What to do. Please reproduce every entry, keeping each one exact.

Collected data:
= = = = = = =

use clap::ValueEnum;

/// Shared output mode across all commands.
#[derive(Clone, Copy, Debug, Eq, PartialEq, ValueEnum)]
pub enum OutputFormat {
    /// Pretty-printed JSON.
    Json,
    /// Single-line JSON.
    Raw,
}

/// Global flags available before or after subcommands.
#[derive(Clone, Debug)]
pub struct GlobalFlags {
    pub format: OutputFormat,
    pub allow_partial: bool,
}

= = = = = = =

Answer box.
use clap::ValueEnum;

/// Shared output mode across all commands.
#[derive(Clone, Copy, Debug, Eq, PartialEq, ValueEnum)]
pub enum OutputFormat {
    /// Pretty-printed JSON.
    Json,
    /// Single-line JSON.
    Raw,
}

/// Global flags available before or after subcommands.
#[derive(Clone, Debug)]
pub struct GlobalFlags {
    pub format: OutputFormat,
    pub allow_partial: bool,
}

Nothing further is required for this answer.